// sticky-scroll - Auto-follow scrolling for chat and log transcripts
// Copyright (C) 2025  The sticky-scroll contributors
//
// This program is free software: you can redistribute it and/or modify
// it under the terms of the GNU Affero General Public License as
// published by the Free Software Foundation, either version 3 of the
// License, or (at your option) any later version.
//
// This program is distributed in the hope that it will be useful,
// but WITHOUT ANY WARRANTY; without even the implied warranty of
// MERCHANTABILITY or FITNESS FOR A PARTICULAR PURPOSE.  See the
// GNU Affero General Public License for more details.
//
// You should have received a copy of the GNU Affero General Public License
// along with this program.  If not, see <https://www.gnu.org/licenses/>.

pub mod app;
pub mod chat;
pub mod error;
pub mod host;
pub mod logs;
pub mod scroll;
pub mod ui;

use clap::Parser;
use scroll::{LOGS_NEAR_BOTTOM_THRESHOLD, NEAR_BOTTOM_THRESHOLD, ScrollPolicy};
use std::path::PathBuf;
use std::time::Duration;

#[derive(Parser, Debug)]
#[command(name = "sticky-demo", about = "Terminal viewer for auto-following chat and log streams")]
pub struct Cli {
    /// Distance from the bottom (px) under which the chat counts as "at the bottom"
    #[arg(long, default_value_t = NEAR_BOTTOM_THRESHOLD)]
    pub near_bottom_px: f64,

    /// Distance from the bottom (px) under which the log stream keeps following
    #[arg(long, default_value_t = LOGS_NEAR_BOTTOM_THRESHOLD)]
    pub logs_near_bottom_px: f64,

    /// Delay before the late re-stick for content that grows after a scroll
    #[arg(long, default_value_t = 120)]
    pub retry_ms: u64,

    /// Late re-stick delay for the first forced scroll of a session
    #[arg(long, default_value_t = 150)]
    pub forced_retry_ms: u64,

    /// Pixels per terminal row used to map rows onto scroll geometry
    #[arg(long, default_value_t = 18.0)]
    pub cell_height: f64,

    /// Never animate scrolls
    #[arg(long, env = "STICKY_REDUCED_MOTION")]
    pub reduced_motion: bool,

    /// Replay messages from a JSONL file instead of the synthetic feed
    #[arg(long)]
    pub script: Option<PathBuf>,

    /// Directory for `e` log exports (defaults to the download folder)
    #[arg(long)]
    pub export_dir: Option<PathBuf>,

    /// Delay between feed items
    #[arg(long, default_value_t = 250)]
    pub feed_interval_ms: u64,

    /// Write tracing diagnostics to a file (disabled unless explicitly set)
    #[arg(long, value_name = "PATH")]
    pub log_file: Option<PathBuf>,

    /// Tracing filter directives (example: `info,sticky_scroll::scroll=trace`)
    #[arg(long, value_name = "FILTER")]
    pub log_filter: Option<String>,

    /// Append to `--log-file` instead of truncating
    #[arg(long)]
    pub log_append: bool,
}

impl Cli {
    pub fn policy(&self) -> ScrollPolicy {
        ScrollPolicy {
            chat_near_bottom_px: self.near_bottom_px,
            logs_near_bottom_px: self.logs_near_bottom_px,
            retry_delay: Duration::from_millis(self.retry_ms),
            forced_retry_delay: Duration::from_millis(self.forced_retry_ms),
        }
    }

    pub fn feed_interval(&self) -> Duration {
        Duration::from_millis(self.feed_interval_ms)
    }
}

==========

▸ Task description
Please output the lines of the listing above that fall in the stretch from the one with "for more details." through the one with "#[derive(Parser, Debug)]", exactly and only those.

▸ Expected answer
// GNU Affero General Public License for more details.
//
// You should have received a copy of the GNU Affero General Public License
// along with this program.  If not, see <https://www.gnu.org/licenses/>.

pub mod app;
pub mod chat;
pub mod error;
pub mod host;
pub mod logs;
pub mod scroll;
pub mod ui;

use clap::Parser;
use scroll::{LOGS_NEAR_BOTTOM_THRESHOLD, NEAR_BOTTOM_THRESHOLD, ScrollPolicy};
use std::path::PathBuf;
use std::time::Duration;

#[derive(Parser, Debug)]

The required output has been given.